Australia’s states and territories are demanding the Morrison government provide an immediate funding boost to help them manage the “unrelenting strain” on health and hospital systems because of the Covid-19 pandemic.
Guardian Australia has obtained a copy of a letter of demand that state and territory health ministers sent to the federal health minister, Greg Hunt, on Thursday. Premiers and chief ministers backed in the new funding demand during Friday’s national cabinet discussion.
The letter warns Australia’s hospital systems are “entering the most critical phase of the Covid-19 pandemic response for our hospital systems”.
“All states and territories require immediate additional commonwealth funding to support pressures currently on our health systems,” the letter says. “States and territories are under unrelenting strain due to the current Covid-19 demands and the pre-existing trend of increased hospital activity.
“The increase in activity is compounded by the rapid increase in service delivery costs due to additional infection control procedures, PCR testing, maintenance of bed capacity during fluctuating demand, and capacity to respond to surges in Covid-19 cases.”
The letter notes that it will take “several years” for the additional service delivery costs to be reflected in the efficient price for activity contained in the national funding model for hospitals. That time lag, the state and territory ministers say, will create “risks around sustaining services until then”.
“This effective underpayment for activity occurs at the same time that the Australian government has stopped its Covid-19 funding guarantee to health services,” the letter says. “We need an urgent, practical, collaborative funding solution until we get to a living with Covid point, and the national funding model has time to reflect these higher costs.”
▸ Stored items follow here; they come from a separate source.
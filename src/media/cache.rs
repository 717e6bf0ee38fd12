//! Resource cache (tier 2)
//!
//! Maps keys to fully constructed [`RealResource`]s, built lazily on top of
//! the [`IntrinsicDataStore`]. Each key owns a `OnceCell` slot so first-time
//! construction is exclusive per key; lookups of resolved keys only take the
//! shared map lock.
//!
//! Every construction holds the construction gate in shared mode. [`clear`]
//! takes it exclusively, so a clear waits for in-flight builds to land and a
//! build never straddles a clear.
//!
//! [`clear`]: ResourceCache::clear

use super::payload::IntrinsicDataStore;
use super::resource::RealResource;
use crate::error::Result;
use crate::output::{MediaEvent, OutputSink};
use std::collections::HashMap;
use std::sync::atomic::{AtomicU64, Ordering};
use std::sync::Arc;
use tokio::sync::{OnceCell, RwLock};

type Slot = Arc<OnceCell<Arc<RealResource>>>;

/// Result of a cache lookup
#[derive(Debug, Clone)]
pub struct Lookup {
    /// The resolved resource
    pub resource: Arc<RealResource>,
    /// `true` when the resource already existed, `false` when this call built it
    pub cached: bool,
}

/// Tier-2 cache of constructed resources
pub struct ResourceCache {
    store: Arc<IntrinsicDataStore>,
    slots: RwLock<HashMap<String, Slot>>,
    construction_gate: RwLock<()>,
    sink: Arc<dyn OutputSink>,
    constructions: AtomicU64,
}

impl ResourceCache {
    pub fn new(store: Arc<IntrinsicDataStore>, sink: Arc<dyn OutputSink>) -> Self {
        Self {
            store,
            slots: RwLock::new(HashMap::new()),
            construction_gate: RwLock::new(()),
            sink,
            constructions: AtomicU64::new(0),
        }
    }

    /// Return the resource for `key`, building it on first use.
    pub async fn get_or_build(&self, key: &str) -> Result<Lookup> {
        if let Some(resource) = self.resolved(key).await {
            return Ok(self.hit(key, resource));
        }

        let _building = self.construction_gate.read().await;
        let slot = self.slot(key).await;

        let mut built = false;
        let result = slot
            .get_or_try_init(|| {
                built = true;
                self.construct(key)
            })
            .await
            .cloned();

        match result {
            Ok(resource) if built => Ok(Lookup {
                resource,
                cached: false,
            }),
            Ok(resource) => Ok(self.hit(key, resource)),
            Err(e) => {
                self.discard_empty(key, &slot).await;
                Err(e)
            }
        }
    }

    /// Empty the cache, returning how many resources were dropped.
    ///
    /// The intrinsic store is left untouched.
    pub async fn clear(&self) -> usize {
        let _exclusive = self.construction_gate.write().await;
        let mut slots = self.slots.write().await;
        let removed = slots.values().filter(|slot| slot.initialized()).count();
        slots.clear();

        tracing::info!(removed, "Resource cache cleared");
        removed
    }

    /// Number of cached resources
    pub async fn size(&self) -> usize {
        self.slots
            .read()
            .await
            .values()
            .filter(|slot| slot.initialized())
            .count()
    }

    /// Whether a resource is cached for `key`
    pub async fn contains(&self, key: &str) -> bool {
        self.resolved(key).await.is_some()
    }

    /// Total resource construction events
    pub fn constructions(&self) -> u64 {
        self.constructions.load(Ordering::SeqCst)
    }

    /// The intrinsic store this cache builds on
    pub fn store(&self) -> &Arc<IntrinsicDataStore> {
        &self.store
    }

    fn hit(&self, key: &str, resource: Arc<RealResource>) -> Lookup {
        tracing::debug!(key, "Resource cache hit");
        self.sink.emit(&MediaEvent::ResourceFromCache {
            key: key.to_string(),
        });
        Lookup {
            resource,
            cached: true,
        }
    }

    async fn resolved(&self, key: &str) -> Option<Arc<RealResource>> {
        self.slots
            .read()
            .await
            .get(key)
            .and_then(|slot| slot.get().cloned())
    }

    async fn slot(&self, key: &str) -> Slot {
        self.slots
            .write()
            .await
            .entry(key.to_string())
            .or_default()
            .clone()
    }

    async fn discard_empty(&self, key: &str, slot: &Slot) {
        let mut slots = self.slots.write().await;
        if let Some(current) = slots.get(key) {
            // map + this caller; any other holder is still waiting to initialize
            if Arc::ptr_eq(current, slot)
                && !current.initialized()
                && Arc::strong_count(current) == 2
            {
                slots.remove(key);
            }
        }
    }

    async fn construct(&self, key: &str) -> Result<Arc<RealResource>> {
        let payload = self.store.get_or_create(key).await?;
        let resource = Arc::new(RealResource::new(payload));

        self.constructions.fetch_add(1, Ordering::SeqCst);
        tracing::debug!(key, "Resource constructed");
        self.sink.emit(&MediaEvent::ResourceCreated {
            key: key.to_string(),
        });
        Ok(resource)
    }
}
This week, one of Victoria’s largest public hospitals was forced to close its Covid screening clinic and divert resources to emergency and intensive care patients, as the state’s health system strains under pressure from a surge in cases.
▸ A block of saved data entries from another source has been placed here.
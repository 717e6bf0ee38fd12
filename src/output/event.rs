//! Events emitted by the store, cache, proxy and facade

use serde::{Deserialize, Serialize};

/// A single reportable step of a media access.
///
/// `Display` renders the console line for the event.
#[derive(Debug, Clone, PartialEq, Eq, Serialize, Deserialize)]
#[serde(rename_all = "snake_case", tag = "type")]
pub enum MediaEvent {
    /// A principal asked for a key (always emitted, before authorization)
    AccessAttempt { key: String, principal: String },
    /// The gate refused the principal
    AccessDenied { key: String, principal: String },
    /// A new intrinsic payload was synthesized
    PayloadCreated { key: String },
    /// A new resource was constructed on top of its payload
    ResourceCreated { key: String },
    /// A resource was served from the resource cache
    ResourceFromCache { key: String },
    /// A resource was rendered for a principal
    Rendered {
        key: String,
        principal: String,
        data_id: String,
    },
    /// Payload retrieval failed; nothing was cached
    RetrievalFailed { key: String, reason: String },
    /// A batch view started
    BatchStarted { principal: String, count: usize },
    /// A preload started
    PreloadStarted { keys: Vec<String> },
    /// Statistics snapshot
    Stats {
        intrinsic_count: usize,
        resource_count: usize,
        keys: Vec<String>,
    },
    /// The resource cache was emptied
    CacheInvalidated { removed: usize },
}

impl MediaEvent {
    /// Key the event refers to, if any
    pub fn key(&self) -> Option<&str> {
        match self {
            Self::AccessAttempt { key, .. }
            | Self::AccessDenied { key, .. }
            | Self::PayloadCreated { key }
            | Self::ResourceCreated { key }
            | Self::ResourceFromCache { key }
            | Self::Rendered { key, .. }
            | Self::RetrievalFailed { key, .. } => Some(key),
            _ => None,
        }
    }
}

impl std::fmt::Display for MediaEvent {
    fn fmt(&self, f: &mut std::fmt::Formatter<'_>) -> std::fmt::Result {
        match self {
            Self::AccessAttempt { key, principal } => {
                write!(f, "[ResourceProxy] user='{}' requests '{}'", principal, key)
            }
            Self::AccessDenied { key, principal } => write!(
                f,
                "[ResourceProxy] ACCESS DENIED for user '{}' to resource '{}'",
                principal, key
            ),
            Self::PayloadCreated { key } => {
                write!(f, "[IntrinsicDataStore] created intrinsic data for: {}", key)
            }
            Self::ResourceCreated { key } => write!(f, "[RealResource] instantiated for: {}", key),
            Self::ResourceFromCache { key } => {
                write!(f, "[ResourceProxy] resource taken from cache for: {}", key)
            }
            Self::Rendered {
                key,
                principal,
                data_id,
            } => write!(
                f,
                "Displaying '{}' to user '{}' (data id: {})",
                key, principal, data_id
            ),
            Self::RetrievalFailed { key, reason } => {
                write!(f, "[ResourceProxy] retrieval of '{}' failed: {}", key, reason)
            }
            Self::BatchStarted { principal, count } => write!(
                f,
                "[MediaFacade] Viewing {} resources for user: {}",
                count, principal
            ),
            Self::PreloadStarted { keys } => {
                write!(f, "[MediaFacade] Preloading: [{}]", keys.join(", "))
            }
            Self::Stats {
                intrinsic_count,
                resource_count,
                keys,
            } => write!(
                f,
                "[MediaFacade] Stats: intrinsic pool size={}, resource cache size={}, intrinsic keys=[{}]",
                intrinsic_count,
                resource_count,
                keys.join(", ")
            ),
            Self::CacheInvalidated { removed } => write!(
                f,
                "[MediaFacade] Resource cache cleared ({} entries removed).",
                removed
            ),
        }
    }
}

#[cfg(test)]
mod tests {
    use super::*;

    #[test]
    fn test_display_lines() {
        let attempt = MediaEvent::AccessAttempt {
            key: "img_sunset.jpg".to_string(),
            principal: "alice".to_string(),
        };
        assert_eq!(
            attempt.to_string(),
            "[ResourceProxy] user='alice' requests 'img_sunset.jpg'"
        );

        let rendered = MediaEvent::Rendered {
            key: "a".to_string(),
            principal: "carol".to_string(),
            data_id: "BINARY_DATA_OF_a_1234abcd".to_string(),
        };
        assert_eq!(
            rendered.to_string(),
            "Displaying 'a' to user 'carol' (data id: BINARY_DATA_OF_a_1234abcd)"
        );
    }

    #[test]
    fn test_key_accessor() {
        let denied = MediaEvent::AccessDenied {
            key: "private_x".to_string(),
            principal: "bob".to_string(),
        };
        assert_eq!(denied.key(), Some("private_x"));
        assert_eq!(MediaEvent::CacheInvalidated { removed: 2 }.key(), None);
    }

    #[test]
    fn test_serialization_tag() {
        let event = MediaEvent::PayloadCreated {
            key: "y".to_string(),
        };
        let json = serde_json::to_value(&event).unwrap();
        assert_eq!(json["type"], "payload_created");
        assert_eq!(json["key"], "y");
    }
}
NSW hospitals are trying to recruit nurses from interstate and overseas to help cope with the predicted peak in Covid cases later this month.
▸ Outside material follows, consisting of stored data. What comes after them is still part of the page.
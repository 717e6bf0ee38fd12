//! Human-readable output for the media layer
//!
//! Every component reports what it does as a typed [`MediaEvent`] pushed
//! into an injected [`OutputSink`]. The binary prints them to stdout, tests
//! capture them with [`MemorySink`].

pub mod event;
pub mod sink;

pub use event::MediaEvent;
pub use sink::{ConsoleSink, MemorySink, OutputSink};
The states and territories have also told Hunt they need “innovative funding solutions to manage the high number of Covid-19 cases that will be managed in the community”.
“As cases have increased, most people with Covid-19 have been safely cared for in the community using models such as hospital in the home and Covid positive pathways, which are funded by the states and territories.
“Commonwealth support is now urgently required for funding of community Covid care, including hospital in the home and increased support for GP care of community Covid patients.”
The jurisdictions have asked Hunt to retain the commonwealth’s funding guarantee for a further three years, until June 2023 – and for 50-50 cost sharing between the commonwealth and the states and territories to continue “until at least the end of 30 June 2023”.
They have also asked for additional support to provide mental health services, and for full cost recovery for the care of all NDIS and aged care patients who are in the hospital system.
“The admission of NDIS participants and older patients into our hospitals has continued unabated, and there has been no improvement in the discharge rates once these individuals are clinically ready for discharge,” the letter to Hunt says.
During Friday’s national cabinet meeting, the federal health secretary, Brendan Murphy, provided an update on the work he has been leading examining whether or not the health system can cope with the number of cases that are likely to occur once the lockdowns end.
A further submission to that work, which has not yet been released publicly, was added on Friday. National cabinet is not expected to meet again until 5 November.
Friday’s national cabinet statement says premiers and chief ministers received advice about surge planning, and “all states and territories confirmed that effective systems were in place at a state and territory level”.
Further analysis was sought about local health area networks, primary care networks, and “collaborative care pathways”.